Collaboration spéciale Steve Jolicoeur

L'appel d'urgence fait à 6h57 mentionnait que des flammes semblaient avoir pris naissance dans un espace restreint entre deux bâtiments donnant sur l'avenue Morency. À leur arrivée, des pompiers ont fait le sauvetage d'au moins trois personnes. Parmi elles, une des deux victimes, Michel Gagnon, 58 ans.

Les ambulanciers ont reçu un premier appel à 7h08. Une fois sur place, ils ont tenté de secourir cette première victime identifiée, qui était alors en arrêt cardiorespiratoire. Ils ont appliqué les techniques de réanimation, en vain.

Caroline Brasseur, superviseure pour la Coopérative des techniciens ambulanciers du Québec (CTAQ), précise que trois autres personnes ont été conduites à l'hôpital.

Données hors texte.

// graph.rs — Mutable dataflow graph for function bodies and top-level programs
//
// Arena of nodes and edges addressed by stable ids. Nodes never own edges:
// they keep id lists into the graph's edge arena, so detaching and
// reattaching an edge is two arena operations and never invalidates other
// ids. Removed slots stay `None` so ids are never reused.
//
// Preconditions: node names are unique within one graph.
// Postconditions: `to_node_defs` emits nodes in insertion order with data
//                 inputs ordered by slot, so serialization is deterministic.
// Failure modes: duplicate names, dangling input references, gaps in input
//                slots, wrongly-typed attributes → `RearrangeError`.
// Side effects: none.

use std::collections::HashMap;

use serde::{Deserialize, Serialize};

use crate::attr::{AttrMap, AttrValue, NameAttrList};
use crate::error::{RearrangeError, Result};
use crate::types::DataType;

// ── Identifiers ─────────────────────────────────────────────────────────────

#[derive(Debug, Clone, Copy, PartialEq, Eq, Hash, PartialOrd, Ord)]
pub struct NodeId(pub u32);

#[derive(Debug, Clone, Copy, PartialEq, Eq, Hash, PartialOrd, Ord)]
pub struct EdgeId(pub u32);

// ── Node kinds ──────────────────────────────────────────────────────────────

pub const ARG_OP: &str = "_Arg";
pub const RETVAL_OP: &str = "_Retval";
pub const IDENTITY_OP: &str = "Identity";
pub const WHILE_OP: &str = "While";
pub const IF_OP: &str = "If";
pub const CALL_OP: &str = "StatefulPartitionedCall";

/// Operation kind of a node. Kinds the pass treats specially get their own
/// variant; everything else is an `Op` carrying its op string.
#[derive(Debug, Clone, PartialEq, Eq, Hash)]
pub enum NodeKind {
    /// Function argument placeholder; `index` attribute is its slot.
    Arg,
    /// Function return placeholder; `index` attribute is its slot.
    Retval,
    /// Forwards input 0 unchanged.
    Identity,
    /// Loop with `cond`/`body` functions and loop-carried types `T`.
    While,
    /// Conditional with `then_branch`/`else_branch`, predicate at input 0.
    If,
    /// Indirect call of function `f` with `Tin`/`Tout`.
    Call,
    Op(String),
}

impl NodeKind {
    pub fn from_op(op: &str) -> NodeKind {
        match op {
            ARG_OP => NodeKind::Arg,
            RETVAL_OP => NodeKind::Retval,
            IDENTITY_OP => NodeKind::Identity,
            WHILE_OP => NodeKind::While,
            IF_OP => NodeKind::If,
            CALL_OP => NodeKind::Call,
            other => NodeKind::Op(other.to_string()),
        }
    }

    pub fn op(&self) -> &str {
        match self {
            NodeKind::Arg => ARG_OP,
            NodeKind::Retval => RETVAL_OP,
            NodeKind::Identity => IDENTITY_OP,
            NodeKind::While => WHILE_OP,
            NodeKind::If => IF_OP,
            NodeKind::Call => CALL_OP,
            NodeKind::Op(op) => op,
        }
    }
}

// ── Nodes and edges ─────────────────────────────────────────────────────────

#[derive(Debug, Clone)]
pub struct Node {
    pub id: NodeId,
    pub name: String,
    pub kind: NodeKind,
    pub attrs: AttrMap,
    in_edges: Vec<EdgeId>,
    out_edges: Vec<EdgeId>,
}

impl Node {
    pub fn is_arg(&self) -> bool {
        self.kind == NodeKind::Arg
    }

    pub fn is_retval(&self) -> bool {
        self.kind == NodeKind::Retval
    }

    pub fn is_identity(&self) -> bool {
        self.kind == NodeKind::Identity
    }

    pub fn attr(&self, key: &str) -> Result<&AttrValue> {
        self.attrs
            .get(key)
            .ok_or_else(|| RearrangeError::MissingAttr {
                node: self.name.clone(),
                attr: key.to_string(),
            })
    }

    fn wrong_type(&self, key: &str, expected: &'static str, found: &AttrValue) -> RearrangeError {
        RearrangeError::AttrType {
            node: self.name.clone(),
            attr: key.to_string(),
            expected,
            found: found.kind_name(),
        }
    }

    pub fn attr_int(&self, key: &str) -> Result<i64> {
        match self.attr(key)? {
            AttrValue::Int(v) => Ok(*v),
            other => Err(self.wrong_type(key, "int", other)),
        }
    }

    /// Non-negative integer attribute, such as an arg/retval `index`.
    pub fn attr_index(&self, key: &str) -> Result<usize> {
        let v = self.attr_int(key)?;
        usize::try_from(v).map_err(|_| {
            RearrangeError::malformed(&self.name, format!("attribute '{}' is negative ({})", key, v))
        })
    }

    pub fn attr_type(&self, key: &str) -> Result<DataType> {
        match self.attr(key)? {
            AttrValue::Type(t) => Ok(*t),
            other => Err(self.wrong_type(key, "type", other)),
        }
    }

    pub fn attr_type_list(&self, key: &str) -> Result<Vec<DataType>> {
        match self.attr(key)? {
            AttrValue::TypeList(ts) => Ok(ts.clone()),
            other => Err(self.wrong_type(key, "type list", other)),
        }
    }

    pub fn attr_func(&self, key: &str) -> Result<NameAttrList> {
        match self.attr(key)? {
            AttrValue::Func(f) => Ok(f.clone()),
            other => Err(self.wrong_type(key, "function", other)),
        }
    }

    /// Replace (or add) an attribute.
    pub fn set_attr(&mut self, key: impl Into<String>, value: AttrValue) {
        self.attrs.insert(key.into(), value);
    }

    pub fn in_edge_ids(&self) -> &[EdgeId] {
        &self.in_edges
    }

    pub fn out_edge_ids(&self) -> &[EdgeId] {
        &self.out_edges
    }
}

#[derive(Debug, Clone, Copy, PartialEq, Eq)]
pub struct Edge {
    pub id: EdgeId,
    pub src: NodeId,
    pub src_output: usize,
    pub dst: NodeId,
    pub dst_input: usize,
    /// Ordering-only edge; slots are meaningless.
    pub control: bool,
}

// ── Serialized form ─────────────────────────────────────────────────────────

/// Serialized node. Inputs are written `"src"` (slot 0), `"src:k"`, or
/// `"^src"` for a control dependency.
#[derive(Debug, Clone, PartialEq, Eq, Serialize, Deserialize)]
pub struct NodeDef {
    pub name: String,
    pub op: String,
    #[serde(default, skip_serializing_if = "AttrMap::is_empty")]
    pub attrs: AttrMap,
    #[serde(default, skip_serializing_if = "Vec::is_empty")]
    pub inputs: Vec<String>,
}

L'une pour soigner des problèmes respiratoires et des brûlures, et les deux autres en raison d'un choc nerveux.

Pendant que la soixantaine de pompiers s'affairaient à combattre le brasier, il manquait toujours une personne à l'appel. Elle a été retrouvée un peu plus tard, gisant à l'intérieur. Son corps a été transporté en milieu d'après-midi. Il s'agit de la femme de M. Gagnon, Andrée Côté, 61 ans.

Trois immeubles

Le couple habitait le 205, 106e Rue. C'est l'un des deux loyers du rez-de-chaussée de la maison de deux étages située à l'intersection de l'avenue Morency. Les locataires des deux autres immeubles voisins de trois étages, aussi touchés par le brasier, s'en sont sortis indemnes.

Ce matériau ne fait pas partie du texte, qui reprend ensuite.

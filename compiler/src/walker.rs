// walker.rs — Recursive rearrangement over the function library
//
// Rewrites a function and, depth first, every function it references.
// Nested functions are rewritten before the nodes that reference them, so a
// call-site rewriter always instantiates the callee's final shape.
//
// Preconditions: the call graph reachable from the entry function is acyclic.
// Postconditions: every rewritten function is in the library under a fresh
//                 name (or replaces the original when `new_func_name` equals
//                 `func_name`); `memo` records every visited instantiation.
// Failure modes: any rewriter error, wrapped with the chain of function
//                names it escaped from; a cyclic reference.
// Side effects: inserts functions into `library`, records into `memo`.

use std::collections::{BTreeMap, BTreeSet};

use tracing::debug;

use crate::attr::{canonicalize, AttrMap, AttrValue, NameAttrList};
use crate::error::{RearrangeError, Result};
use crate::graph::{Graph, Node, NodeId, NodeKind};
use crate::library::FunctionLibrary;
use crate::rewrite::{
    maybe_rewrite_call_node, maybe_rewrite_if_node, maybe_rewrite_while_node, renamed,
};

// ── Memo ────────────────────────────────────────────────────────────────────

/// Canonical function key → rewritten name, or `None` when the function was
/// visited and needed no change.
#[derive(Debug, Clone, Default)]
pub struct RewriteMemo {
    entries: BTreeMap<String, Option<String>>,
    /// Keys currently being rewritten further up the stack.
    active: BTreeSet<String>,
}

impl RewriteMemo {
    pub fn new() -> Self {
        Self::default()
    }

    pub fn get(&self, key: &str) -> Option<&Option<String>> {
        self.entries.get(key)
    }

    pub fn record(&mut self, key: impl Into<String>, new_name: Option<String>) {
        self.entries.insert(key.into(), new_name);
    }

    pub fn len(&self) -> usize {
        self.entries.len()
    }

    pub fn is_empty(&self) -> bool {
        self.entries.is_empty()
    }
}

/// Result of rearranging one function.
#[derive(Debug, Clone, PartialEq, Eq)]
pub struct FunctionOutcome {
    /// Name to reference from now on: the new name when modified, the
    /// original name otherwise.
    pub name: String,
    pub modified: bool,
}

// ── Associated functions ────────────────────────────────────────────────────

/// Where a node refers to a function.
#[derive(Debug, Clone, PartialEq, Eq)]
enum Slot {
    /// The node's op is itself a library function.
    Call,
    /// A function-valued attribute.
    Attr(String),
    /// One element of a function-list attribute.
    ListAttr(String, usize),
}

#[derive(Debug, Clone)]
struct Associated {
    slot: Slot,
    func: NameAttrList,
}

fn associated_functions(node: &Node, library: &FunctionLibrary) -> Vec<Associated> {
    if let NodeKind::Op(op) = &node.kind {
        if library.contains(op) {
            return vec![Associated {
                slot: Slot::Call,
                func: NameAttrList {
                    name: op.clone(),
                    attrs: node.attrs.clone(),
                },
            }];
        }
    }
    let mut found = Vec::new();
    for (key, value) in &node.attrs {
        match value {
            AttrValue::Func(func) => found.push(Associated {
                slot: Slot::Attr(key.clone()),
                func: func.clone(),
            }),
            AttrValue::FuncList(funcs) => {
                for (i, func) in funcs.iter().enumerate() {
                    found.push(Associated {
                        slot: Slot::ListAttr(key.clone(), i),
                        func: func.clone(),
                    });
                }
            }
            _ => {}
        }
    }
    found
}

fn rewrite_associated_function(
    graph: &mut Graph,
    n: NodeId,
    assoc: &Associated,
    new_name: &str,
) -> Result<()> {
    let node = graph.node_mut(n)?;
    match &assoc.slot {
        Slot::Call => node.kind = NodeKind::Op(new_name.to_string()),
        Slot::Attr(key) => node.set_attr(key.clone(), AttrValue::Func(renamed(&assoc.func, new_name))),
        Slot::ListAttr(key, i) => {
            let AttrValue::FuncList(mut funcs) = node.attr(key)?.clone() else {
                return Err(RearrangeError::AttrType {
                    node: node.name.clone(),
                    attr: key.clone(),
                    expected: "function list",
                    found: node.attr(key)?.kind_name(),
                });
            };
            let entry = funcs.get_mut(*i).ok_or_else(|| {
                RearrangeError::malformed(&node.name, format!("function list '{}' shrank", key))
            })?;
            *entry = renamed(&assoc.func, new_name);
            node.set_attr(key.clone(), AttrValue::FuncList(funcs));
        }
    }
    Ok(())
}

// ── Entry point ─────────────────────────────────────────────────────────────

/// Rearrange `func_name` instantiated with `attrs`, writing the result as
/// `new_func_name` if anything changed.
pub fn rearrange_function(
    func_name: &str,
    new_func_name: &str,
    attrs: &AttrMap,
    library: &mut FunctionLibrary,
    memo: &mut RewriteMemo,
) -> Result<FunctionOutcome> {
    let key = canonicalize(func_name, attrs);
    if !memo.active.insert(key.clone()) {
        return Err(RearrangeError::RecursiveFunction { key });
    }
    let result = rearrange_body(func_name, new_func_name, attrs, library, memo)
        .map_err(|e| e.in_function(func_name));
    memo.active.remove(&key);
    result
}

fn rearrange_body(
    func_name: &str,
    new_func_name: &str,
    attrs: &AttrMap,
    library: &mut FunctionLibrary,
    memo: &mut RewriteMemo,
) -> Result<FunctionOutcome> {
    let mut body = library.instantiate(func_name, attrs)?;
    let mut modified = false;

    // Collect first: rewriting may add and remove edges.
    let pending: Vec<(NodeId, Vec<Associated>)> = body
        .graph
        .nodes()
        .map(|n| (n.id, associated_functions(n, library)))
        .filter(|(_, assoc)| !assoc.is_empty())
        .collect();

    for (n, associated) in pending {
        for assoc in associated {
            let key = assoc.func.canonical_key();
            let new_name = match memo.get(&key) {
                Some(entry) => entry.clone(),
                None => {
                    let hint = library.unique_function_name(&format!("{}_rearrange_", assoc.func.name));
                    let outcome =
                        rearrange_function(&assoc.func.name, &hint, &assoc.func.attrs, library, memo)?;
                    let entry = outcome.modified.then_some(outcome.name);
                    memo.record(key, entry.clone());
                    entry
                }
            };
            if let Some(new_name) = new_name {
                modified = true;
                rewrite_associated_function(&mut body.graph, n, &assoc, &new_name)?;
            }
        }
    }

    for n in body.graph.node_ids() {
        let kind = body.graph.node(n)?.kind.clone();
        let rewritten = match kind {
            NodeKind::While => maybe_rewrite_while_node(&mut body.graph, n, library)?,
            NodeKind::If => maybe_rewrite_if_node(&mut body.graph, n, library)?,
            NodeKind::Call => maybe_rewrite_call_node(&mut body.graph, n, library)?,
            _ => false,
        };
        modified |= rewritten;
    }

    if !modified {
        debug!(function = %func_name, "function unchanged");
        return Ok(FunctionOutcome {
            name: func_name.to_string(),
            modified: false,
        });
    }

    let fdef = body.to_function_def(new_func_name)?;
    if func_name == new_func_name {
        debug!(function = %func_name, "replacing function");
        library.replace_function(new_func_name, fdef)?;
    } else {
        debug!(function = %func_name, new_function = %new_func_name, "adding function");
        library.add_function_def(fdef)?;
    }
    Ok(FunctionOutcome {
        name: new_func_name.to_string(),
        modified: true,
    })
}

Au total, 10 logements ont été touchés par les flammes, qui se sont propagées à une vitesse folle. «Ce sont des bâtiments assez vieux avec des ossatures en bois. Ça brûle très vite», relate Serge Couillard, porte-parole des pompiers. Les dommages sont très importants. Une personne du service des incendies, bien au fait de ce genre de sinistre, soutient que les trois immeubles sont une perte totale.

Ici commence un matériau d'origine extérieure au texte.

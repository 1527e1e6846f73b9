// types.rs — Value types carried on dataflow edges
//
// The pass only distinguishes resource handles from everything else, but the
// full set is kept so serialized programs round-trip without loss.

use std::fmt;

use serde::{Deserialize, Serialize};

/// Element type of a value flowing along a data edge.
#[derive(Debug, Clone, Copy, PartialEq, Eq, Hash, PartialOrd, Ord, Serialize, Deserialize)]
#[serde(rename_all = "lowercase")]
pub enum DataType {
    Float,
    Double,
    Half,
    Int32,
    Int64,
    Bool,
    String,
    Variant,
    /// Handle to mutable external state (e.g. a variable).
    Resource,
}

impl DataType {
    pub fn is_resource(self) -> bool {
        self == DataType::Resource
    }

    pub fn as_str(self) -> &'static str {
        match self {
            DataType::Float => "float",
            DataType::Double => "double",
            DataType::Half => "half",
            DataType::Int32 => "int32",
            DataType::Int64 => "int64",
            DataType::Bool => "bool",
            DataType::String => "string",
            DataType::Variant => "variant",
            DataType::Resource => "resource",
        }
    }
}

impl fmt::Display for DataType {
    fn fmt(&self, f: &mut fmt::Formatter<'_>) -> fmt::Result {
        f.write_str(self.as_str())
    }
}

/// Format a type list as `float, resource, ...` (no brackets).
pub fn join_types(types: &[DataType]) -> String {
    types
        .iter()
        .map(|t| t.as_str())
        .collect::<Vec<_>>()
        .join(", ")
}

#[cfg(test)]
mod tests {
    use super::*;

    #[test]
    fn only_resource_is_resource() {
        assert!(DataType::Resource.is_resource());
        assert!(!DataType::Variant.is_resource());
        assert!(!DataType::Float.is_resource());
    }

    #[test]
    fn serde_uses_lowercase_names() {
        let json = serde_json::to_string(&vec![DataType::Int32, DataType::Resource]).unwrap();
        assert_eq!(json, r#"["int32","resource"]"#);
        let back: Vec<DataType> = serde_json::from_str(&json).unwrap();
        assert_eq!(back, vec![DataType::Int32, DataType::Resource]);
    }

    #[test]
    fn join_types_formats_list() {
        assert_eq!(join_types(&[]), "");
        assert_eq!(
            join_types(&[DataType::Float, DataType::Resource]),
            "float, resource"
        );
    }
}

Le feu a été maîtrisé peu avant 9h. En après-midi, des pompiers étaient toujours sur place pour s'assurer que le brasier ne reprenne pas vie. Des enquêteurs du commissariat aux incendies ont passé toute la journée sur les lieux et devaient rester une partie de la soirée pour tenter de déterminer l'origine de ce feu meurtrier. Ils pourraient s'y rendre encore mercredi.

Plusieurs témoins devaient être rencontrés pour déterminer le fil des événements. Les limiers devaient aussi attendre l'extinction complète de l'incendie avant de pouvoir fouiller les décombres à la recherche d'indices.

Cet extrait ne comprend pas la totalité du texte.